In short, at most we have an *approximation* to the abstract idea of a sequence of Unicode characters.  (Note that an R7RS implementation, unlike an R6RS one, may also support non-Unicode characters in strings, though I know of none that do so at present; Chicken does support 983,041 non-Unicode characters with codepoints from #x110000 to #x1FFFFF.)

I don't think that anything about the safety aspect is relevant for the topic of this thread but just distracts.
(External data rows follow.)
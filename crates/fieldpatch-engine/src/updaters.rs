//! Coercion rules
//!
//! Each rule is a stateless function pairing one semantic field kind
//! with the raw shapes it accepts. A rule mutates through the slot and
//! reports `true`, or declines with `false` so the chain moves on;
//! declining is never an error by itself.
//!
//! Rules are order-sensitive in principle, so the default chain lists
//! the nullable-wrapper rules ahead of the generic scalar rules. In
//! practice each rule keys off a distinct slot kind and they do not
//! collide.

use chrono::{DateTime, Utc};
use fieldpatch_record::Slot;
use fieldpatch_value::num;
use serde_json::Value;

/// A coercion rule: applies a raw value to a slot, or declines
pub type Updater = fn(&mut Slot<'_>, &Value) -> bool;

/// Default chain covering every built-in rule
///
/// Nullable-wrapper rules come first, then the plain scalar family
/// rules.
pub const DEFAULT_UPDATERS: &[Updater] = &[
    nullable_string_updater,
    nullable_float_updater,
    nullable_int_updater,
    nullable_bool_updater,
    nullable_time_updater,
    int_updater,
    uint_updater,
    float_updater,
    time_updater,
    bool_updater,
];

/// Plain scalar subset, for callers whose records carry no nullable
/// wrapper fields
pub const SCALAR_UPDATERS: &[Updater] = &[
    int_updater,
    uint_updater,
    float_updater,
    time_updater,
    bool_updater,
];

/// Nullable string wrapper, plus pointer-shaped `Option<String>`.
///
/// Explicit null clears; a string raw sets the payload; any other
/// shape declines.
pub fn nullable_string_updater(slot: &mut Slot<'_>, raw: &Value) -> bool {
    match slot {
        Slot::NullableStr(place) => match raw {
            Value::Null => {
                place.clear();
                true
            }
            Value::String(s) => {
                place.set(s.clone());
                true
            }
            _ => false,
        },
        Slot::OptStr(place) => match raw {
            Value::Null => {
                **place = None;
                true
            }
            Value::String(s) => {
                **place = Some(s.clone());
                true
            }
            _ => false,
        },
        _ => false,
    }
}

/// Nullable float wrapper: null clears, any numeric shape sets.
pub fn nullable_float_updater(slot: &mut Slot<'_>, raw: &Value) -> bool {
    let Slot::NullableFloat(place) = slot else {
        return false;
    };
    match raw {
        Value::Null => {
            place.clear();
            true
        }
        _ => num::to_f64(raw).is_some_and(|f| {
            place.set(f);
            true
        }),
    }
}

/// Nullable integer wrapper: null clears, any numeric shape sets,
/// floating-point sources truncating toward zero.
pub fn nullable_int_updater(slot: &mut Slot<'_>, raw: &Value) -> bool {
    let Slot::NullableInt(place) = slot else {
        return false;
    };
    match raw {
        Value::Null => {
            place.clear();
            true
        }
        _ => num::to_i64(raw).is_some_and(|n| {
            place.set(n);
            true
        }),
    }
}

/// Nullable boolean wrapper: null clears, exact bool shape sets.
pub fn nullable_bool_updater(slot: &mut Slot<'_>, raw: &Value) -> bool {
    let Slot::NullableBool(place) = slot else {
        return false;
    };
    match raw {
        Value::Null => {
            place.clear();
            true
        }
        Value::Bool(b) => {
            place.set(*b);
            true
        }
        _ => false,
    }
}

/// Nullable timestamp wrapper: null clears, the canonical RFC 3339
/// text form sets; a string that fails to parse declines.
pub fn nullable_time_updater(slot: &mut Slot<'_>, raw: &Value) -> bool {
    let Slot::NullableTime(place) = slot else {
        return false;
    };
    match raw {
        Value::Null => {
            place.clear();
            true
        }
        Value::String(s) => parse_rfc3339(s).is_some_and(|t| {
            place.set(t);
            true
        }),
        _ => false,
    }
}

/// Signed integer family, all widths, plain and pointer-shaped.
///
/// Any numeric raw shape converts with width-overflow checks;
/// pointer-shaped targets also accept explicit null.
pub fn int_updater(slot: &mut Slot<'_>, raw: &Value) -> bool {
    let Slot::Int(target) = slot else {
        return false;
    };
    match raw {
        Value::Null => target.clear(),
        _ => num::to_i64(raw).is_some_and(|n| target.set(n)),
    }
}

/// Unsigned integer family, all widths, plain and pointer-shaped.
///
/// Negative raw values are rejected outright before width checks;
/// pointer-shaped targets also accept explicit null.
pub fn uint_updater(slot: &mut Slot<'_>, raw: &Value) -> bool {
    let Slot::Uint(target) = slot else {
        return false;
    };
    match raw {
        Value::Null => target.clear(),
        _ => num::to_u64(raw).is_some_and(|n| target.set(n)),
    }
}

/// Floating-point family, plain and pointer-shaped, with f32 range
/// checks.
pub fn float_updater(slot: &mut Slot<'_>, raw: &Value) -> bool {
    let Slot::Float(target) = slot else {
        return false;
    };
    match raw {
        Value::Null => target.clear(),
        _ => num::to_f64(raw).is_some_and(|f| target.set(f)),
    }
}

/// Timestamps: integer or float raw is a Unix epoch-seconds count,
/// string raw is RFC 3339; pointer-shaped targets accept explicit
/// null.
pub fn time_updater(slot: &mut Slot<'_>, raw: &Value) -> bool {
    match slot {
        Slot::Time(place) => parse_time(raw).is_some_and(|t| {
            **place = t;
            true
        }),
        Slot::OptTime(place) => match raw {
            Value::Null => {
                **place = None;
                true
            }
            _ => parse_time(raw).is_some_and(|t| {
                **place = Some(t);
                true
            }),
        },
        _ => false,
    }
}

/// Booleans: exact bool shape, plain and pointer-shaped.
pub fn bool_updater(slot: &mut Slot<'_>, raw: &Value) -> bool {
    match (slot, raw) {
        (Slot::Bool(place), Value::Bool(b)) => {
            **place = *b;
            true
        }
        (Slot::OptBool(place), Value::Bool(b)) => {
            **place = Some(*b);
            true
        }
        (Slot::OptBool(place), Value::Null) => {
            **place = None;
            true
        }
        _ => false,
    }
}

fn parse_time(raw: &Value) -> Option<DateTime<Utc>> {
    match raw {
        // epoch seconds; float sources truncate toward zero
        Value::Number(_) => num::to_i64(raw).and_then(|secs| DateTime::from_timestamp(secs, 0)),
        Value::String(s) => parse_rfc3339(s),
        _ => None,
    }
}

fn parse_rfc3339(s: &str) -> Option<DateTime<Utc>> {
    DateTime::parse_from_rfc3339(s)
        .ok()
        .map(|t| t.with_timezone(&Utc))
}

#[cfg(test)]
mod tests {
    use super::*;
    use fieldpatch_record::{FloatSlot, IntSlot, UintSlot};
    use fieldpatch_value::Nullable;
    use serde_json::json;

    #[test]
    fn nullable_string_sets_and_clears() {
        let mut field: Nullable<String> = Nullable::none();

        assert!(nullable_string_updater(
            &mut Slot::NullableStr(&mut field),
            &json!("hi")
        ));
        assert_eq!(field.value().map(String::as_str), Some("hi"));

        assert!(nullable_string_updater(
            &mut Slot::NullableStr(&mut field),
            &Value::Null
        ));
        assert!(!field.is_valid());
    }

    #[test]
    fn nullable_string_declines_other_shapes() {
        let mut field: Nullable<String> = Nullable::none();
        assert!(!nullable_string_updater(
            &mut Slot::NullableStr(&mut field),
            &json!(42)
        ));

        let mut other = 0_i64;
        assert!(!nullable_string_updater(
            &mut Slot::Int(IntSlot::I64(&mut other)),
            &json!("hi")
        ));
    }

    #[test]
    fn nullable_string_covers_option_string() {
        let mut field = Some("old".to_string());
        assert!(nullable_string_updater(
            &mut Slot::OptStr(&mut field),
            &Value::Null
        ));
        assert_eq!(field, None);
    }

    #[test]
    fn nullable_int_truncates_floats() {
        let mut field: Nullable<i64> = Nullable::none();
        assert!(nullable_int_updater(
            &mut Slot::NullableInt(&mut field),
            &json!(12.9)
        ));
        assert_eq!(field.value(), Some(&12));
    }

    #[test]
    fn nullable_float_accepts_integer_shape() {
        let mut field: Nullable<f64> = Nullable::none();
        assert!(nullable_float_updater(
            &mut Slot::NullableFloat(&mut field),
            &json!(42)
        ));
        assert_eq!(field.value(), Some(&42.0));
    }

    #[test]
    fn nullable_bool_exact_shape_only() {
        let mut field: Nullable<bool> = Nullable::none();
        assert!(nullable_bool_updater(
            &mut Slot::NullableBool(&mut field),
            &json!(true)
        ));
        assert_eq!(field.value(), Some(&true));
        assert!(!nullable_bool_updater(
            &mut Slot::NullableBool(&mut field),
            &json!(1)
        ));
    }

    #[test]
    fn nullable_time_parses_rfc3339_only() {
        let mut field: Nullable<DateTime<Utc>> = Nullable::none();
        assert!(nullable_time_updater(
            &mut Slot::NullableTime(&mut field),
            &json!("2024-05-01T10:00:00Z")
        ));
        assert!(field.is_valid());

        assert!(!nullable_time_updater(
            &mut Slot::NullableTime(&mut field),
            &json!("yesterday")
        ));
        assert!(!nullable_time_updater(
            &mut Slot::NullableTime(&mut field),
            &json!(1_714_000_000)
        ));

        assert!(nullable_time_updater(
            &mut Slot::NullableTime(&mut field),
            &Value::Null
        ));
        assert!(!field.is_valid());
    }

    #[test]
    fn int_updater_checks_width() {
        let mut field = 0_i8;
        assert!(int_updater(
            &mut Slot::Int(IntSlot::I8(&mut field)),
            &json!(100)
        ));
        assert_eq!(field, 100);
        assert!(!int_updater(
            &mut Slot::Int(IntSlot::I8(&mut field)),
            &json!(999)
        ));
        assert_eq!(field, 100);
    }

    #[test]
    fn int_updater_null_only_for_pointer_shape() {
        let mut plain = 7_i64;
        assert!(!int_updater(
            &mut Slot::Int(IntSlot::I64(&mut plain)),
            &Value::Null
        ));

        let mut opt = Some(7_i64);
        assert!(int_updater(
            &mut Slot::Int(IntSlot::OptI64(&mut opt)),
            &Value::Null
        ));
        assert_eq!(opt, None);
    }

    #[test]
    fn uint_updater_rejects_negatives() {
        let mut field = 3_u8;
        assert!(!uint_updater(
            &mut Slot::Uint(UintSlot::U8(&mut field)),
            &json!(-1)
        ));
        assert!(!uint_updater(
            &mut Slot::Uint(UintSlot::U8(&mut field)),
            &json!(-0.5)
        ));
        assert_eq!(field, 3);
    }

    #[test]
    fn float_updater_narrows_f32() {
        let mut field = 0.0_f32;
        assert!(float_updater(
            &mut Slot::Float(FloatSlot::F32(&mut field)),
            &json!(2.5)
        ));
        assert!(!float_updater(
            &mut Slot::Float(FloatSlot::F32(&mut field)),
            &json!(1e300)
        ));
    }

    #[test]
    fn time_updater_epoch_and_text_forms() {
        let mut field = DateTime::<Utc>::MIN_UTC;
        assert!(time_updater(
            &mut Slot::Time(&mut field),
            &json!(1_714_000_000)
        ));
        assert_eq!(field.timestamp(), 1_714_000_000);

        assert!(time_updater(
            &mut Slot::Time(&mut field),
            &json!("2024-05-01T10:00:00+02:00")
        ));
        assert_eq!(field.to_rfc3339(), "2024-05-01T08:00:00+00:00");

        assert!(!time_updater(&mut Slot::Time(&mut field), &json!("not a date")));
        assert!(!time_updater(&mut Slot::Time(&mut field), &Value::Null));
    }

    #[test]
    fn time_updater_pointer_shape_accepts_null() {
        let mut field = Some(DateTime::<Utc>::MIN_UTC);
        assert!(time_updater(&mut Slot::OptTime(&mut field), &Value::Null));
        assert_eq!(field, None);
    }

    #[test]
    fn time_updater_truncates_float_epoch() {
        let mut field = DateTime::<Utc>::MIN_UTC;
        assert!(time_updater(
            &mut Slot::Time(&mut field),
            &json!(1_714_000_000.9)
        ));
        assert_eq!(field.timestamp(), 1_714_000_000);
    }

    #[test]
    fn bool_updater_shapes() {
        let mut plain = false;
        assert!(bool_updater(&mut Slot::Bool(&mut plain), &json!(true)));
        assert!(plain);
        assert!(!bool_updater(&mut Slot::Bool(&mut plain), &json!(1)));
        assert!(!bool_updater(&mut Slot::Bool(&mut plain), &Value::Null));

        let mut opt = Some(true);
        assert!(bool_updater(&mut Slot::OptBool(&mut opt), &Value::Null));
        assert_eq!(opt, None);
    }

    #[test]
    fn chain_constants_cover_all_rules() {
        assert_eq!(DEFAULT_UPDATERS.len(), 10);
        assert_eq!(SCALAR_UPDATERS.len(), 5);
    }
}
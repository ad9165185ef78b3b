//! Sequence coercion
//!
//! The dedicated routine the resolver delegates to for sequence-typed
//! fields, ahead of the coercion chain. Elements convert in element
//! order; one failing element fails the whole field, and the target
//! vector is only replaced after every element converted.

use fieldpatch_record::SeqSlot;
use fieldpatch_value::num;
use serde_json::Value;

/// Coerce a raw sequence into a sequence-typed slot.
///
/// Declines when the raw value is not sequence-shaped or any element
/// does not convert; the field keeps its previous contents in that
/// case. Numeric elements accept any numeric shape (floats truncate
/// toward zero for integer targets); string and boolean elements
/// require their exact shape.
pub fn update_sequence(slot: &mut SeqSlot<'_>, raw: &Value) -> bool {
    let Value::Array(items) = raw else {
        return false;
    };
    match slot {
        SeqSlot::Bool(place) => assign(&mut **place, items, Value::as_bool),
        SeqSlot::Int(place) => assign(&mut **place, items, num::to_i64),
        SeqSlot::Float(place) => assign(&mut **place, items, num::to_f64),
        SeqSlot::Str(place) => assign(&mut **place, items, |v| v.as_str().map(str::to_owned)),
    }
}

fn assign<T>(place: &mut Vec<T>, items: &[Value], convert: impl Fn(&Value) -> Option<T>) -> bool {
    match items.iter().map(convert).collect::<Option<Vec<T>>>() {
        Some(converted) => {
            *place = converted;
            true
        }
        None => false,
    }
}
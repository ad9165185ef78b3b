//! Field resolver
//!
//! Drives one partial update: iterates the record's declared fields,
//! decides eligibility, resolves each field's external key against the
//! patch, and funnels matched values through the coercion order
//! (sequence routine, identity fast path, then the configured chain).

use crate::patch::Patch;
use crate::seq::update_sequence;
use crate::updaters::{Updater, DEFAULT_UPDATERS};
use fieldpatch_record::{KeySource, Record, SkipRule, Slot, UpdateError};
use tracing::{debug, trace};

/// Apply a patch to a record.
///
/// Fields are processed in declaration order. For each settable field
/// not excluded by a skip rule, the external key (per `keys`) is
/// looked up in the patch; absent keys leave the field untouched.
/// Present values coerce via the sequence routine for sequence-typed
/// fields, the identity fast path for exact shape matches, then each
/// updater in `updaters` until one applies.
///
/// Returns the names of the updated fields, in declaration order.
///
/// Duplicate external keys resolve to the first declared field; later
/// fields sharing the key are skipped.
///
/// # Errors
///
/// - [`UpdateError::InvalidTarget`] when the record cannot expose
///   mutable fields; raised before anything is written.
/// - [`UpdateError::FieldAssignment`] when a matched field accepts no
///   coercion. The update is not atomic: fields processed before the
///   failing one keep their new values.
pub fn update<R: Record + ?Sized>(
    record: &mut R,
    patch: &Patch,
    keys: KeySource,
    skip_rules: &[SkipRule],
    updaters: &[Updater],
) -> Result<Vec<&'static str>, UpdateError> {
    let record_name = record.record_name();
    let fields = record.fields_mut()?;

    let mut updated = Vec::new();
    let mut claimed: Vec<&'static str> = Vec::new();

    for mut field in fields {
        if !field.meta.settable {
            continue;
        }
        if skip_rules.iter().any(|skip| skip(&field.meta)) {
            continue;
        }
        let Some(key) = keys.key_of(&field.meta) else {
            continue;
        };
        // first declared field wins a duplicated external key
        if claimed.contains(&key) {
            continue;
        }
        let Some(raw) = patch.get(key) else {
            continue;
        };
        claimed.push(key);

        let applied = if let Slot::Seq(slot) = &mut field.slot {
            update_sequence(slot, raw)
        } else if field.slot.try_exact(raw) {
            true
        } else {
            updaters.iter().any(|updater| updater(&mut field.slot, raw))
        };

        if !applied {
            return Err(UpdateError::assignment(record_name, field.meta.name, raw));
        }

        trace!(record = record_name, field = field.meta.name, "field updated");
        updated.push(field.meta.name);
    }

    debug!(
        record = record_name,
        updated = updated.len(),
        "partial update applied"
    );
    Ok(updated)
}

/// [`update`] with the usual configuration: field names as keys, no
/// skip rules, and the default coercion chain.
///
/// # Errors
///
/// Same as [`update`].
pub fn update_with_defaults<R: Record + ?Sized>(
    record: &mut R,
    patch: &Patch,
) -> Result<Vec<&'static str>, UpdateError> {
    update(record, patch, KeySource::FieldName, &[], DEFAULT_UPDATERS)
}
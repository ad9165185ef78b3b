//! fieldpatch Value Layer
//!
//! Shared value primitives for the fieldpatch workspace.
//!
//! # Overview
//!
//! The value layer provides:
//! - **Nullable**: a validity-flagged wrapper distinguishing "present
//!   with value" from "explicitly absent"
//! - **num**: checked conversions from untyped JSON numbers into the
//!   integer, unsigned and floating-point families
//!
//! # Example
//!
//! ```rust
//! use fieldpatch_value::Nullable;
//!
//! let score: Nullable<f64> = Nullable::some(42.0);
//! assert!(score.is_valid());
//!
//! let cleared: Nullable<f64> = Nullable::none();
//! assert_eq!(cleared.into_option(), None);
//! ```

#![warn(missing_docs)]

pub mod nullable;
pub mod num;

// Re-exports
pub use nullable::Nullable;

/// Version of this crate
pub const VERSION: &str = env!("CARGO_PKG_VERSION");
We can talk about that but we should do it in a new thread.
 
R6RS can use its strings for data transmission in its interface for custom textual ports, R7RS cannot in general unless its textual files do not contain the NUL character by definition.

The final "by definition" is incorrect or at best highly misleading.  R7RS implementations can transmit NUL through a custom textual port.  It is true that you cannot count on it, but there is no difference in practice between an R7RS implementation that does not implement a feature because R7RS does not require it, and an R6RS implementation that does not implement a required feature because it derogates from the standard in this respect.  Indeed, the out-of-memory example above shows that a fully conforming R6RS implementation is impossible in practice, whereas (I believe) a fully conforming R7RS one is quite possible.

See my comment above.
 
On the other hand, when we do model a stream of arbitrary objects, an in-band sentinel value that is exposed to the user mustn't be used.

When do we in fact do that?  We build machines to serve our Real World purposes, not merely to try to model our abstractions and (as shown above) fail to do so.

To conclude, SRFI 121/158 are useful in situations where the objects to be processed are naturally disjoint from the eof-objects, but it is the wrong tool when arbitrary streams are to be processed.

I ask again: when is that?
Take a look at a random API for the various data types.  One has lists, vectors, hash tables, mapping, ... over the set of all Scheme values and not just over the set of all Scheme values but the eof-object.

I don't know what I could say more; to be honest, I am a bit baffled by your reply, which doesn't look very constructive to me.

Marc

PS I know very well that existing computers model Turing machines only approximately.  But that point is really irrelevant here, for otherwise, the specification of a programming language would just talk about the bits in RAM.